In many articles after his death, his associates and others noted how instead of summoning people to his office, Kilgore would visit them at their desk. It wasn’t accidental, Richard Tofel said in his biography of Kilgore. It was part of Kilgore’s daily routine:
After arriving at the office, Kilgore reviewed and dictated answers to correspondence until 10:15, when he had a “coffee klatch” of his top executives and reviewed the day’s paper.
After that he took a stroll through the entire operation, leaving his eighth floor office and visiting every department on his way to the press room in the basement of the Journal’s offices at 44 Broad Street, a few doors away from the New York Stock Exchange.
It not only gave him a good sense of how things were going, and alerted him to problems, Tofel noted, but it also gave Kilgore the ability to leave a department head when he was ready, rather that having to engage in small talk or bluntly telling someone to leave.
The other problem with most business books, especially those on entrepreneurship, is that they tend to reduce business to a simple matter of formulas, or action steps. Do this, the authors seem to promise, and you’ll be an instant success.
Alas, business — especially startup business — is seldom that simple. Which is why The Barefoot Spirit by Michael Houlihan and Bonnie Harvey is such a breath of fresh air.
It’s an account of how two people who knew nothing about the wine business created America’s No. 1 wine brand.
Along the way the detail what they didn’t know when they jumped into the wine business, not knowing what a bottling line or clean room is. . . . how they talked to everybody, including a retail buye who told them what their label should contain. You learn how they designed the label (the barefoot on the Barefoot label is an imprint on Bonnie’s right foot) . . .how they came up with “Worthy Cause Marketing” because that was all they could afford . . . how they landed retail placements . . . how they hired people . . . how they paid them.

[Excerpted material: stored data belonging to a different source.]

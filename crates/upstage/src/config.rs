//! Runner configuration.

use serde::{Deserialize, Serialize};
use upstage_core::StepName;

/// Options controlling a [`Runner`](crate::Runner).
///
/// ```
/// use upstage::RunnerConfig;
///
/// let config: RunnerConfig = serde_json::from_str(r#"{"targets": ["xo:config"]}"#).unwrap();
/// assert!(!config.dry_run);
/// assert_eq!(config.targets.len(), 1);
/// ```
#[derive(Debug, Clone, Default, PartialEq, Eq, Serialize, Deserialize)]
pub struct RunnerConfig {
    /// Evaluate conditions but never call `apply`.
    #[serde(default)]
    pub dry_run: bool,
    /// Restrict the run to these steps and their transitive dependencies.
    /// Empty means the whole catalog.
    #[serde(default)]
    pub targets: Vec<StepName>,
}

impl RunnerConfig {
    /// Configuration for a dry run.
    pub fn dry_run() -> Self {
        Self {
            dry_run: true,
            ..Self::default()
        }
    }

    /// Adds a target step.
    pub fn with_target(mut self, target: impl Into<StepName>) -> Self {
        self.targets.push(target.into());
        self
    }
}
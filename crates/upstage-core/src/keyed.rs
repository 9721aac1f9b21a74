//! Order-preserving upserts into keyed JSON arrays.
//!
//! Tool configuration often stores plugin and preset lists as arrays whose
//! entries are either a bare name (`"power-assert"`) or a `[name, options]`
//! pair (`["transform-remove-console", {"exclude": ["log"]}]`). These helpers
//! treat such arrays as ordered maps keyed by the name.

use serde_json::Value;

/// Uniform `(key, optional value)` view of one array entry.
#[derive(Debug, Clone, PartialEq)]
pub struct KeyedEntry {
    /// The entry key; usually a string.
    pub key: Value,
    /// The associated options, if any.
    pub value: Option<Value>,
}

impl KeyedEntry {
    /// Creates an entry.
    pub fn new(key: impl Into<Value>, value: Option<Value>) -> Self {
        Self {
            key: key.into(),
            value,
        }
    }

    /// Normalizes an array element.
    ///
    /// A two-element array whose first element is a string is a pair; anything
    /// else is a bare key.
    pub fn from_value(item: &Value) -> Self {
        match item {
            Value::Array(pair) if pair.len() == 2 && pair[0].is_string() => Self {
                key: pair[0].clone(),
                value: Some(pair[1].clone()),
            },
            other => Self {
                key: other.clone(),
                value: None,
            },
        }
    }

    /// Emits the compact form: a bare key when there is no value.
    pub fn into_value(self) -> Value {
        match self.value {
            Some(value) => Value::Array(vec![self.key, value]),
            None => self.key,
        }
    }
}

fn entries(collection: Option<&Value>) -> Vec<KeyedEntry> {
    match collection {
        Some(Value::Array(items)) => items.iter().map(KeyedEntry::from_value).collect(),
        _ => Vec::new(),
    }
}

fn collect(entries: Vec<KeyedEntry>) -> Value {
    Value::Array(entries.into_iter().map(KeyedEntry::into_value).collect())
}

/// Replaces the entry with the same key as `item`, or appends `item`.
///
/// The position of a replaced entry is kept. A missing or non-array
/// collection is treated as empty.
///
/// ```
/// use serde_json::json;
/// use upstage_core::keyed::replace_or_insert;
///
/// let plugins = json!(["a", ["b", {"x": 1}], "c"]);
/// assert_eq!(
///     replace_or_insert(Some(&plugins), &json!(["b", {"x": 2}])),
///     json!(["a", ["b", {"x": 2}], "c"])
/// );
/// assert_eq!(replace_or_insert(None, &json!("d")), json!(["d"]));
/// ```
pub fn replace_or_insert(collection: Option<&Value>, item: &Value) -> Value {
    let item = KeyedEntry::from_value(item);
    let mut entries = entries(collection);
    match entries.iter_mut().find(|entry| entry.key == item.key) {
        Some(entry) => entry.value = item.value,
        None => entries.push(item),
    }
    collect(entries)
}

/// Removes entries keyed by `key`.
///
/// When `value` is given only entries carrying exactly that value are removed.
///
/// ```
/// use serde_json::json;
/// use upstage_core::keyed::remove;
///
/// let args = json!([["--loader", "babel"], "--verbose"]);
/// assert_eq!(remove(Some(&args), &json!("--loader"), Some(&json!("core"))), args);
/// assert_eq!(remove(Some(&args), &json!("--loader"), None), json!(["--verbose"]));
/// ```
pub fn remove(collection: Option<&Value>, key: &Value, value: Option<&Value>) -> Value {
    let entries = entries(collection)
        .into_iter()
        .filter(|entry| {
            let same_key = entry.key == *key;
            let same_value = match value {
                Some(expected) => entry.value.as_ref() == Some(expected),
                None => true,
            };
            !(same_key && same_value)
        })
        .collect();
    collect(entries)
}

/// Returns `true` if an entry with the same key and value as `item` exists.
///
/// A bare key only matches a bare entry.
///
/// ```
/// use serde_json::json;
/// use upstage_core::keyed::includes;
///
/// let presets = json!(["power-assert", ["env", {"targets": "node"}]]);
/// assert!(includes(Some(&presets), &json!("power-assert")));
/// assert!(!includes(Some(&presets), &json!("env")));
/// assert!(includes(Some(&presets), &json!(["env", {"targets": "node"}])));
/// assert!(!includes(None, &json!("power-assert")));
/// ```
pub fn includes(collection: Option<&Value>, item: &Value) -> bool {
    let item = KeyedEntry::from_value(item);
    entries(collection).contains(&item)
}

#[cfg(test)]
mod tests {
    use super::*;
    use proptest::prelude::*;
    use serde_json::json;

    #[test]
    fn test_absent_value_collapses_to_bare_key() {
        let entry = KeyedEntry::new("power-assert", None);
        assert_eq!(entry.into_value(), json!("power-assert"));

        let collection = json!([["a", 1]]);
        assert_eq!(
            replace_or_insert(Some(&collection), &json!("a")),
            json!(["a"])
        );
    }

    #[test]
    fn test_null_is_a_value() {
        let collection = json!(["a"]);
        assert_eq!(
            replace_or_insert(Some(&collection), &json!(["a", null])),
            json!([["a", null]])
        );
    }

    #[test]
    fn test_non_array_collection_is_empty() {
        assert_eq!(replace_or_insert(Some(&json!({})), &json!("a")), json!(["a"]));
        assert_eq!(remove(Some(&json!("oops")), &json!("a"), None), json!([]));
        assert!(!includes(Some(&json!(3)), &json!(3)));
    }

    #[test]
    fn test_insert_appends_at_end() {
        let collection = json!(["a", "b"]);
        assert_eq!(
            replace_or_insert(Some(&collection), &json!(["c", {"x": true}])),
            json!(["a", "b", ["c", {"x": true}]])
        );
    }

    fn collection_strategy() -> impl Strategy<Value = Vec<(String, Option<u8>)>> {
        proptest::collection::btree_map("[a-e]", proptest::option::of(0u8..4), 0..5)
            .prop_map(|map| map.into_iter().collect::<Vec<_>>())
            .prop_shuffle()
    }

    fn to_json(entries: &[(String, Option<u8>)]) -> Value {
        collect(
            entries
                .iter()
                .map(|(k, v)| KeyedEntry::new(k.clone(), v.map(Value::from)))
                .collect(),
        )
    }

    proptest! {
        #[test]
        fn prop_replace_or_insert(
            entries in collection_strategy(),
            key in "[a-f]",
            value in proptest::option::of(0u8..4),
        ) {
            let collection = to_json(&entries);
            let item = KeyedEntry::new(key.clone(), value.map(Value::from)).into_value();

            let once = replace_or_insert(Some(&collection), &item);
            let twice = replace_or_insert(Some(&once), &item);
            prop_assert_eq!(&once, &twice);

            let keys: Vec<Value> = match &once {
                Value::Array(items) => items.iter().map(|i| KeyedEntry::from_value(i).key).collect(),
                _ => unreachable!(),
            };
            prop_assert_eq!(keys.iter().filter(|k| **k == Value::from(key.clone())).count(), 1);
            prop_assert!(includes(Some(&once), &item));

            let others: Vec<Value> = keys.into_iter().filter(|k| *k != Value::from(key.clone())).collect();
            let original_others: Vec<Value> = entries
                .iter()
                .filter(|(k, _)| *k != key)
                .map(|(k, _)| Value::from(k.clone()))
                .collect();
            prop_assert_eq!(others, original_others);
        }
    }
}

And how they were in a perpetual race to grow, because they were in a perpetual race to avoid failing. And you’ll learn how the sale of Barefoot to E&J Gallo came to be.
This is a must-read book for anyone who thinks they want to get into the wine business, or for anyone who wants to understand the challenges that come with entrepreneurship. The good news is — contrary to what all the books tell you — you can succeed, even if you know nothing when you start.